> _The problem_
In the records below, some lines contain the word "info". Copy each of them.

- Opening Delimiter -

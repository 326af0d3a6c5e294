use std::sync::Arc;

use super::{Entity, Vault, VaultError};
use crate::blobs::BlobStorage;
use crate::ids::{DataroomId, GrantId, UserId};
use crate::model::{timestamp, AccessGrant};
use crate::notify::{InvitationNotice, Notifier};
use crate::role::Role;
use crate::store::Store;

impl<S: Store, B: BlobStorage> Vault<S, B> {
    /// Grant `email` a role on `dataroom` and schedule an invitation
    ///  notice. The notice is sent in the background and its outcome never
    ///  affects the grant.
    pub async fn invite_access(
        &self,
        user: UserId,
        dataroom: DataroomId,
        email: &str,
        role: Role,
    ) -> Result<AccessGrant, VaultError> {
        self.authorize(user, dataroom, Some(Role::Admin)).await?;
        if !role.is_grantable() {
            return Err(VaultError::InvalidRole(role));
        }

        let existing = self
            .store
            .find_grant(dataroom, email)
            .await
            .map_err(VaultError::store)?;
        if existing.is_some() {
            return Err(VaultError::DuplicateAccess);
        }

        let grant = AccessGrant {
            id: GrantId::new(),
            dataroom_id: dataroom,
            user_email: email.to_string(),
            role,
            invited_at: timestamp(),
            invited_by: Some(user),
        };
        self.store
            .insert_grant(grant.clone())
            .await
            .map_err(VaultError::store)?;

        tracing::info!(
            dataroom_id = %dataroom,
            grant_id = %grant.id,
            role = %role,
            "access granted"
        );
        self.schedule_invitation(&grant, user);
        Ok(grant)
    }

    /// Every grant on a dataroom, the owner's included.
    pub async fn list_access(
        &self,
        user: UserId,
        dataroom: DataroomId,
    ) -> Result<Vec<AccessGrant>, VaultError> {
        self.authorize(user, dataroom, Some(Role::Admin)).await?;
        self.store
            .list_grants_for_dataroom(dataroom)
            .await
            .map_err(VaultError::store)
    }

    pub async fn update_access_role(
        &self,
        user: UserId,
        grant: GrantId,
        role: Role,
    ) -> Result<AccessGrant, VaultError> {
        let mut record = self.mutable_grant(user, grant).await?;
        if !role.is_grantable() {
            return Err(VaultError::InvalidRole(role));
        }

        self.store
            .set_grant_role(grant, role)
            .await
            .map_err(VaultError::store)?;

        tracing::info!(grant_id = %grant, from = %record.role, to = %role, "access role changed");
        record.role = role;
        Ok(record)
    }

    pub async fn remove_access(&self, user: UserId, grant: GrantId) -> Result<(), VaultError> {
        let record = self.mutable_grant(user, grant).await?;
        self.store
            .delete_grant(grant)
            .await
            .map_err(VaultError::store)?;

        tracing::info!(grant_id = %grant, dataroom_id = %record.dataroom_id, "access revoked");
        Ok(())
    }

    /// The caller's role on a dataroom. Unknown users and missing grants
    ///  both yield `None`.
    pub async fn check_access(
        &self,
        user: UserId,
        dataroom: DataroomId,
    ) -> Result<Option<Role>, VaultError> {
        let Some(user) = self.store.get_user(user).await.map_err(VaultError::store)? else {
            return Ok(None);
        };
        Ok(self
            .store
            .find_grant(dataroom, &user.email)
            .await
            .map_err(VaultError::store)?
            .map(|g| g.role))
    }

    /// Load a grant the caller is about to change: it must exist, the
    ///  caller must be an admin on its dataroom, and it must not be the
    ///  owner grant.
    async fn mutable_grant(&self, user: UserId, grant: GrantId) -> Result<AccessGrant, VaultError> {
        let record = self
            .store
            .get_grant(grant)
            .await
            .map_err(VaultError::store)?
            .ok_or(VaultError::NotFound(Entity::Access))?;

        self.authorize(user, record.dataroom_id, Some(Role::Admin))
            .await?;
        if record.is_owner() {
            return Err(VaultError::ImmutableOwner);
        }
        Ok(record)
    }

    fn schedule_invitation(&self, grant: &AccessGrant, inviter: UserId) {
        let Ok(handle) = tokio::runtime::Handle::try_current() else {
            tracing::warn!(grant_id = %grant.id, "no runtime available, invitation notice dropped");
            return;
        };

        let store = self.store.clone();
        let notifier: Arc<dyn Notifier> = self.notifier.clone();
        let grant = grant.clone();
        handle.spawn(async move {
            let notice = match invitation_notice(&store, &grant, inviter).await {
                Ok(notice) => notice,
                Err(e) => {
                    tracing::warn!(grant_id = %grant.id, "failed to build invitation notice: {}", e);
                    return;
                }
            };
            if let Err(e) = notifier.notify_invitation(&notice).await {
                tracing::warn!(grant_id = %grant.id, "failed to send invitation notice: {}", e);
            }
        });
    }
}

async fn invitation_notice<S: Store>(
    store: &S,
    grant: &AccessGrant,
    inviter: UserId,
) -> Result<InvitationNotice, S::Error> {
    let dataroom = store.get_dataroom(grant.dataroom_id).await?;
    let inviter = store.get_user(inviter).await?;
    Ok(InvitationNotice {
        to_email: grant.user_email.clone(),
        dataroom_id: grant.dataroom_id,
        dataroom_name: dataroom.map(|d| d.name).unwrap_or_default(),
        inviter_name: inviter
            .as_ref()
            .map(|u| u.full_name.clone())
            .unwrap_or_default(),
        inviter_email: inviter.map(|u| u.email).unwrap_or_default(),
        role: grant.role,
    })
}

- Closing Delimiter -

> _Solved exercise_
        tracing::info!(
        tracing::info!(grant_id = %grant, from = %record.role, to = %role, "access role changed");
        tracing::info!(grant_id = %grant, dataroom_id = %record.dataroom_id, "access revoked");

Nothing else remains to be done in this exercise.